Odié la escuela. Siempre me ha gustado aprender, pero no el ritual social que implica: compañeros, maestras, directores, a todos los odiaba.

En la prepa pasaba buena parte de la mañana atorada en la avenida de los Insurgentes. Todavía no existía el Metrobús y en su lugar había camellones. Siempre había gente durmiendo en esos rincones del caos. Ah, qué envidia ser uno de ellos y no tener que ir a la escuela. Las tonteras que piensa una mente inmadura.

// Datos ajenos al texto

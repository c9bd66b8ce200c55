use chrono::{DateTime, Utc};
use sqlx::FromRow;
use uuid::Uuid;

use crate::validation::{Validate, ValidationErrors, Validator};

pub const SHOP_ITEM_DESCRIPTION_MAX: usize = 2000;

#[derive(Debug, Clone, PartialEq, FromRow)]
pub struct ShopItem {
    pub id: Uuid,
    pub name: String,
    pub description: String,
    pub image_url: Option<String>,
    pub category_id: Uuid,
    pub organization_id: String,
    pub created_at: DateTime<Utc>,
    pub updated_at: DateTime<Utc>,
}

#[derive(Debug, Clone, PartialEq)]
pub struct NewShopItem {
    pub name: String,
    pub description: String,
    pub image_url: Option<String>,
    pub category_id: Uuid,
    pub organization_id: String,
}

#[derive(Debug, Clone, PartialEq)]
pub struct ShopItemUpdate {
    pub id: Uuid,
    pub name: Option<String>,
    pub description: Option<String>,
    pub image_url: Option<String>,
    pub category_id: Option<Uuid>,
}

impl Validate for NewShopItem {
    fn validate(&self) -> Result<(), ValidationErrors> {
        Validator::new()
            .text("name", "Name", &self.name, 1, 255)
            .text(
                "description",
                "Description",
                &self.description,
                0,
                SHOP_ITEM_DESCRIPTION_MAX,
            )
            .url("image_url", "Image URL", self.image_url.as_deref())
            .org_id("organization_id", &self.organization_id)
            .finish()
    }
}

impl Validate for ShopItemUpdate {
    fn validate(&self) -> Result<(), ValidationErrors> {
        Validator::new()
            .optional_text("name", "Name", self.name.as_deref(), 1, 255)
            .optional_text(
                "description",
                "Description",
                self.description.as_deref(),
                0,
                SHOP_ITEM_DESCRIPTION_MAX,
            )
            .url("image_url", "Image URL", self.image_url.as_deref())
            .finish()
    }
}

#[cfg(test)]
mod tests {
    use super::*;

    fn new_item() -> NewShopItem {
        NewShopItem {
            name: "ThinkPad X1".to_string(),
            description: "14 inch business laptop".to_string(),
            image_url: Some("https://cdn.example.com/x1.png".to_string()),
            category_id: Uuid::new_v4(),
            organization_id: "org_2abcdefghijklmnopqrstuvwxyz".to_string(),
        }
    }

    #[test]
    fn test_valid_item() {
        assert!(new_item().validate().is_ok());
    }

    #[test]
    fn test_missing_name_and_bad_url_are_both_reported() {
        let item = NewShopItem {
            name: String::new(),
            image_url: Some("cdn.example.com/x1.png".to_string()),
            ..new_item()
        };
        let err = item.validate().unwrap_err();
        assert_eq!(
            err.message_for("name"),
            Some("Name must be at least 1 character long")
        );
        assert_eq!(
            err.message_for("image_url"),
            Some("Image URL must be a valid http(s) URL")
        );
    }

    #[test]
    fn test_update_may_clear_image_url() {
        let update = ShopItemUpdate {
            id: Uuid::new_v4(),
            name: None,
            description: None,
            image_url: Some(String::new()),
            category_id: None,
        };
        assert!(update.validate().is_ok());
    }

    #[test]
    fn test_description_limit() {
        let item = NewShopItem {
            description: "x".repeat(SHOP_ITEM_DESCRIPTION_MAX + 1),
            ..new_item()
        };
        assert_eq!(
            item.validate().unwrap_err().message_for("description"),
            Some("Description must be at most 2000 characters long")
        );
    }
}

Insurgentes, desde que me acuerdo, ha formado parte de mi vida, como seguramente ha sido para la mayor parte de los capitalinos. Es como si fuera eterna, un largo camino hacia el infierno. En Insurgentes es donde suceden las cosas, pensaba yo de niña y lo sigo pensando.

Como todo, Insurgentes también tuvo un principio. En la década de los 30 del siglo pasado se puso en marcha un plan de desarrollo urbano uno de los varios que se han activado en esta ciudad que, en 1933, puso manos a la obra para crear la H. avenida Insurgentes. Increíble que sea todavía tan joven: ¡ni 100 años!

En la foto del Archivo Gustavo Casasola se ven las vías del viejo tren que corría por lo que hoy es Insurgentes. Quién hubiera dicho que décadas después una especie de tren, el Metrobús, correría sobre esos mismos pasos.